| Work to be completed |
What is needed is the complete listing, repeated exactly.
:: Records shown ::
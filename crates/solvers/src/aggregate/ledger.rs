use ndarray::{Array1, Array2, s};

use stride_core::Expr;

use crate::{
    ConfigurationError,
    assemble::{block_diagonal_append, broadcast_weight},
};

/// The selection rows of a linear least-squares block.
///
/// `vx` has one column per state and `vu` one per control; a block that acts
/// on states has zero `vu` rows and vice versa.
#[derive(Debug, Clone, PartialEq)]
pub struct Selection {
    pub vx: Array2<f64>,
    pub vu: Array2<f64>,
}

/// The least-squares contribution of one objective term.
///
/// The residual rows, weight and references of a block are always appended
/// together, so weight rows cannot drift from reference rows.
#[derive(Debug, Clone)]
pub struct CostBlock<E> {
    residual: E,
    selection: Option<Selection>,
    weight: f64,
    references: Vec<Array1<f64>>,
}

impl<E: Expr> CostBlock<E> {
    /// A block with one reference per node of its ledger.
    #[must_use]
    pub fn new(residual: E, weight: f64, references: Vec<Array1<f64>>) -> Self {
        Self {
            residual,
            selection: None,
            weight,
            references,
        }
    }

    #[must_use]
    pub fn with_selection(mut self, selection: Selection) -> Self {
        self.selection = Some(selection);
        self
    }

    #[must_use]
    pub fn rows(&self) -> usize {
        self.residual.numel()
    }

    #[must_use]
    pub fn residual(&self) -> &E {
        &self.residual
    }

    #[must_use]
    pub fn selection(&self) -> Option<&Selection> {
        self.selection.as_ref()
    }

    #[must_use]
    pub fn weight(&self) -> f64 {
        self.weight
    }

    #[must_use]
    pub fn references(&self) -> &[Array1<f64>] {
        &self.references
    }
}

/// An ordered list of cost blocks over `nodes` nodes.
///
/// The running ledger of a phase has `N` nodes, the terminal ledger one.
/// Every matrix and reference it hands out is assembled from the same block
/// order.
#[derive(Debug, Clone)]
pub struct CostLedger<E> {
    nx: usize,
    nu: usize,
    nodes: usize,
    blocks: Vec<CostBlock<E>>,
}

impl<E: Expr> CostLedger<E> {
    #[must_use]
    pub fn new(nx: usize, nu: usize, nodes: usize) -> Self {
        Self {
            nx,
            nu,
            nodes,
            blocks: Vec::new(),
        }
    }

    /// Appends `block` after checking it has one reference per node, each
    /// as long as its residual.
    ///
    /// # Errors
    ///
    /// Returns [`ConfigurationError::MisalignedCostBlock`] otherwise.
    pub(crate) fn push(&mut self, block: CostBlock<E>) -> Result<(), ConfigurationError> {
        if block.references.len() != self.nodes {
            return Err(ConfigurationError::MisalignedCostBlock {
                what: "references",
                expected: self.nodes,
                found: block.references.len(),
            });
        }
        if let Some(bad) = block.references.iter().find(|r| r.len() != block.rows()) {
            return Err(ConfigurationError::MisalignedCostBlock {
                what: "reference rows",
                expected: block.rows(),
                found: bad.len(),
            });
        }
        self.blocks.push(block);
        Ok(())
    }

    #[must_use]
    pub fn blocks(&self) -> &[CostBlock<E>] {
        &self.blocks
    }

    #[must_use]
    pub fn nodes(&self) -> usize {
        self.nodes
    }

    #[must_use]
    pub fn is_empty(&self) -> bool {
        self.blocks.is_empty()
    }

    /// Total number of residual rows.
    #[must_use]
    pub fn rows(&self) -> usize {
        self.blocks.iter().map(CostBlock::rows).sum()
    }

    /// Row count of each block, in ledger order.
    #[must_use]
    pub fn block_sizes(&self) -> Vec<usize> {
        self.blocks.iter().map(CostBlock::rows).collect()
    }

    /// The stacked residual.
    #[must_use]
    pub fn residual(&self) -> E {
        let parts: Vec<E> = self.blocks.iter().map(|b| b.residual.clone()).collect();
        E::vertcat(&parts)
    }

    /// The block-diagonal weight matrix.
    #[must_use]
    pub fn weights(&self) -> Array2<f64> {
        self.blocks
            .iter()
            .fold(Array2::zeros((0, 0)), |weights, block| {
                block_diagonal_append(&weights, &broadcast_weight(block.weight, block.rows()))
            })
    }

    /// The stacked state selection, `None` unless every block is a selection.
    #[must_use]
    pub fn vx(&self) -> Option<Array2<f64>> {
        self.stack_selection(self.nx, |selection| &selection.vx)
    }

    /// The stacked control selection, `None` unless every block is a
    /// selection.
    #[must_use]
    pub fn vu(&self) -> Option<Array2<f64>> {
        self.stack_selection(self.nu, |selection| &selection.vu)
    }

    fn stack_selection(
        &self,
        columns: usize,
        part: impl Fn(&Selection) -> &Array2<f64>,
    ) -> Option<Array2<f64>> {
        let mut stacked = Array2::zeros((self.rows(), columns));
        let mut row = 0;
        for block in &self.blocks {
            let rows = part(block.selection.as_ref()?);
            stacked
                .slice_mut(s![row..row + rows.nrows(), ..])
                .assign(rows);
            row += rows.nrows();
        }
        Some(stacked)
    }

    /// The stacked reference at `node`.
    ///
    /// # Panics
    ///
    /// Panics if `node` is not below [`CostLedger::nodes`].
    #[must_use]
    pub fn reference(&self, node: usize) -> Array1<f64> {
        self.blocks
            .iter()
            .flat_map(|block| block.references[node].iter().copied())
            .collect()
    }
}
:::
| Expected answer |
filename crates/solvers/src/aggregate/ledger.rs
use ndarray::{Array1, Array2, s};

use stride_core::Expr;

use crate::{
    ConfigurationError,
    assemble::{block_diagonal_append, broadcast_weight},
};

/// The selection rows of a linear least-squares block.
///
/// `vx` has one column per state and `vu` one per control; a block that acts
/// on states has zero `vu` rows and vice versa.
#[derive(Debug, Clone, PartialEq)]
pub struct Selection {
    pub vx: Array2<f64>,
    pub vu: Array2<f64>,
}

/// The least-squares contribution of one objective term.
///
/// The residual rows, weight and references of a block are always appended
/// together, so weight rows cannot drift from reference rows.
#[derive(Debug, Clone)]
pub struct CostBlock<E> {
    residual: E,
    selection: Option<Selection>,
    weight: f64,
    references: Vec<Array1<f64>>,
}

impl<E: Expr> CostBlock<E> {
    /// A block with one reference per node of its ledger.
    #[must_use]
    pub fn new(residual: E, weight: f64, references: Vec<Array1<f64>>) -> Self {
        Self {
            residual,
            selection: None,
            weight,
            references,
        }
    }

    #[must_use]
    pub fn with_selection(mut self, selection: Selection) -> Self {
        self.selection = Some(selection);
        self
    }

    #[must_use]
    pub fn rows(&self) -> usize {
        self.residual.numel()
    }

    #[must_use]
    pub fn residual(&self) -> &E {
        &self.residual
    }

    #[must_use]
    pub fn selection(&self) -> Option<&Selection> {
        self.selection.as_ref()
    }

    #[must_use]
    pub fn weight(&self) -> f64 {
        self.weight
    }

    #[must_use]
    pub fn references(&self) -> &[Array1<f64>] {
        &self.references
    }
}

/// An ordered list of cost blocks over `nodes` nodes.
///
/// The running ledger of a phase has `N` nodes, the terminal ledger one.
/// Every matrix and reference it hands out is assembled from the same block
/// order.
#[derive(Debug, Clone)]
pub struct CostLedger<E> {
    nx: usize,
    nu: usize,
    nodes: usize,
    blocks: Vec<CostBlock<E>>,
}

impl<E: Expr> CostLedger<E> {
    #[must_use]
    pub fn new(nx: usize, nu: usize, nodes: usize) -> Self {
        Self {
            nx,
            nu,
            nodes,
            blocks: Vec::new(),
        }
    }

    /// Appends `block` after checking it has one reference per node, each
    /// as long as its residual.
    ///
    /// # Errors
    ///
    /// Returns [`ConfigurationError::MisalignedCostBlock`] otherwise.
    pub(crate) fn push(&mut self, block: CostBlock<E>) -> Result<(), ConfigurationError> {
        if block.references.len() != self.nodes {
            return Err(ConfigurationError::MisalignedCostBlock {
                what: "references",
                expected: self.nodes,
                found: block.references.len(),
            });
        }
        if let Some(bad) = block.references.iter().find(|r| r.len() != block.rows()) {
            return Err(ConfigurationError::MisalignedCostBlock {
                what: "reference rows",
                expected: block.rows(),
                found: bad.len(),
            });
        }
        self.blocks.push(block);
        Ok(())
    }

    #[must_use]
    pub fn blocks(&self) -> &[CostBlock<E>] {
        &self.blocks
    }

    #[must_use]
    pub fn nodes(&self) -> usize {
        self.nodes
    }

    #[must_use]
    pub fn is_empty(&self) -> bool {
        self.blocks.is_empty()
    }

    /// Total number of residual rows.
    #[must_use]
    pub fn rows(&self) -> usize {
        self.blocks.iter().map(CostBlock::rows).sum()
    }

    /// Row count of each block, in ledger order.
    #[must_use]
    pub fn block_sizes(&self) -> Vec<usize> {
        self.blocks.iter().map(CostBlock::rows).collect()
    }

    /// The stacked residual.
    #[must_use]
    pub fn residual(&self) -> E {
        let parts: Vec<E> = self.blocks.iter().map(|b| b.residual.clone()).collect();
        E::vertcat(&parts)
    }

    /// The block-diagonal weight matrix.
    #[must_use]
    pub fn weights(&self) -> Array2<f64> {
        self.blocks
            .iter()
            .fold(Array2::zeros((0, 0)), |weights, block| {
                block_diagonal_append(&weights, &broadcast_weight(block.weight, block.rows()))
            })
    }

    /// The stacked state selection, `None` unless every block is a selection.
    #[must_use]
    pub fn vx(&self) -> Option<Array2<f64>> {
        self.stack_selection(self.nx, |selection| &selection.vx)
    }

    /// The stacked control selection, `None` unless every block is a
    /// selection.
    #[must_use]
    pub fn vu(&self) -> Option<Array2<f64>> {
        self.stack_selection(self.nu, |selection| &selection.vu)
    }

    fn stack_selection(
        &self,
        columns: usize,
        part: impl Fn(&Selection) -> &Array2<f64>,
    ) -> Option<Array2<f64>> {
        let mut stacked = Array2::zeros((self.rows(), columns));
        let mut row = 0;
        for block in &self.blocks {
            let rows = part(block.selection.as_ref()?);
            stacked
                .slice_mut(s![row..row + rows.nrows(), ..])
                .assign(rows);
            row += rows.nrows();
        }
        Some(stacked)
    }

    /// The stacked reference at `node`.
    ///
    /// # Panics
    ///
    /// Panics if `node` is not below [`CostLedger::nodes`].
    #[must_use]
    pub fn reference(&self, node: usize) -> Array1<f64> {
        self.blocks
            .iter()
            .flat_map(|block| block.references[node].iter().copied())
            .collect()
    }
}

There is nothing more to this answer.